Extracted data entries:
——————
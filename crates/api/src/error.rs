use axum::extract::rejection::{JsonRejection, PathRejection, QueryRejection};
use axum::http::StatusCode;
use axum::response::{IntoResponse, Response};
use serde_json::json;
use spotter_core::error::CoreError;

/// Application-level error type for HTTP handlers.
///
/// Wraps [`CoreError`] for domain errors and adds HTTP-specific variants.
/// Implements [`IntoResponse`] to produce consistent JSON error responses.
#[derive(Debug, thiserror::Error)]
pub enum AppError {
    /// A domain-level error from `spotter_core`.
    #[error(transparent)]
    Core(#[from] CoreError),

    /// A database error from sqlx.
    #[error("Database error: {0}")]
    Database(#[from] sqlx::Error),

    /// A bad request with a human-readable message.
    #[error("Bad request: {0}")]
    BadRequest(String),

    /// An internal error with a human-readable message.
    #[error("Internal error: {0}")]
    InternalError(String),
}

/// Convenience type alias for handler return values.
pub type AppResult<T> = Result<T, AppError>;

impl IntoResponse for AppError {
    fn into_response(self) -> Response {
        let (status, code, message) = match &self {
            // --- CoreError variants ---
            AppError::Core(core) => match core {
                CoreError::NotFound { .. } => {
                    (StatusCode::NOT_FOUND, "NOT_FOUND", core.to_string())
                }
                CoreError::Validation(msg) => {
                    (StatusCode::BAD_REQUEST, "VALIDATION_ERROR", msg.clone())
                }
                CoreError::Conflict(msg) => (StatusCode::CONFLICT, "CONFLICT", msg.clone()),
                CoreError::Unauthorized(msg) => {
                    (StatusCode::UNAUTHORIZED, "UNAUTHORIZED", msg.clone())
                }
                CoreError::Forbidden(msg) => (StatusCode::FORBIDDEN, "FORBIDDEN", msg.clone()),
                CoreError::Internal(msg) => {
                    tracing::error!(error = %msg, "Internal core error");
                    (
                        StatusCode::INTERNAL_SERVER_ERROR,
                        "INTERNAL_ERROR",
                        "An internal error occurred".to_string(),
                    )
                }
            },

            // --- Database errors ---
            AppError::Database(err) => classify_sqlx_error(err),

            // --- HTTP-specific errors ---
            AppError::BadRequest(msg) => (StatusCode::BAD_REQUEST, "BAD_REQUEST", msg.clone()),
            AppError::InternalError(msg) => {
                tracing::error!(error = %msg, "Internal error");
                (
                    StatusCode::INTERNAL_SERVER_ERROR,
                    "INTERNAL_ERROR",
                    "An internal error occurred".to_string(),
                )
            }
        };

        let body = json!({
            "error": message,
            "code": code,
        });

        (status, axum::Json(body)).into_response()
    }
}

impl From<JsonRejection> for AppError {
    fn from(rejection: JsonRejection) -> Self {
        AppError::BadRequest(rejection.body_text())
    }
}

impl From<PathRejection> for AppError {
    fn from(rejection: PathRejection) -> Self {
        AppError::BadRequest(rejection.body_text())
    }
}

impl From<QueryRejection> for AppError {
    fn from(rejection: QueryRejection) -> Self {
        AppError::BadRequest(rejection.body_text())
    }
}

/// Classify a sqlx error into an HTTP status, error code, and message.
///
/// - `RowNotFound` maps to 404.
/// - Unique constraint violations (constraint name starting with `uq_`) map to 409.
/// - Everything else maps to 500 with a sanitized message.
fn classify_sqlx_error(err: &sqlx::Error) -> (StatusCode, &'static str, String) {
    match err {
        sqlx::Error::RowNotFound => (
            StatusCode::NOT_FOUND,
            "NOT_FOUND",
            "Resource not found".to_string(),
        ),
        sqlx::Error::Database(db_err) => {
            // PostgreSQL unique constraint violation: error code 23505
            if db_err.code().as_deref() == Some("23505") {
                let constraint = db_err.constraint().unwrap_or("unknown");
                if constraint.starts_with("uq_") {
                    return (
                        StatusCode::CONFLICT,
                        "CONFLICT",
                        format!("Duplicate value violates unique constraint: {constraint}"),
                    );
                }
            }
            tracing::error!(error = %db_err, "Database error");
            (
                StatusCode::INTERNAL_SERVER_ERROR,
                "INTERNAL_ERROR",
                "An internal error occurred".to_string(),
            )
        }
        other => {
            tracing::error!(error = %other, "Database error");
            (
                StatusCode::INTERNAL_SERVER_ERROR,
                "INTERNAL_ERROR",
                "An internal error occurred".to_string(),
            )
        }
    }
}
——————
PROBLEM
Across the entries above, count the lines with the word "domain" and report that count by itself.

RESPONSE BELOW
2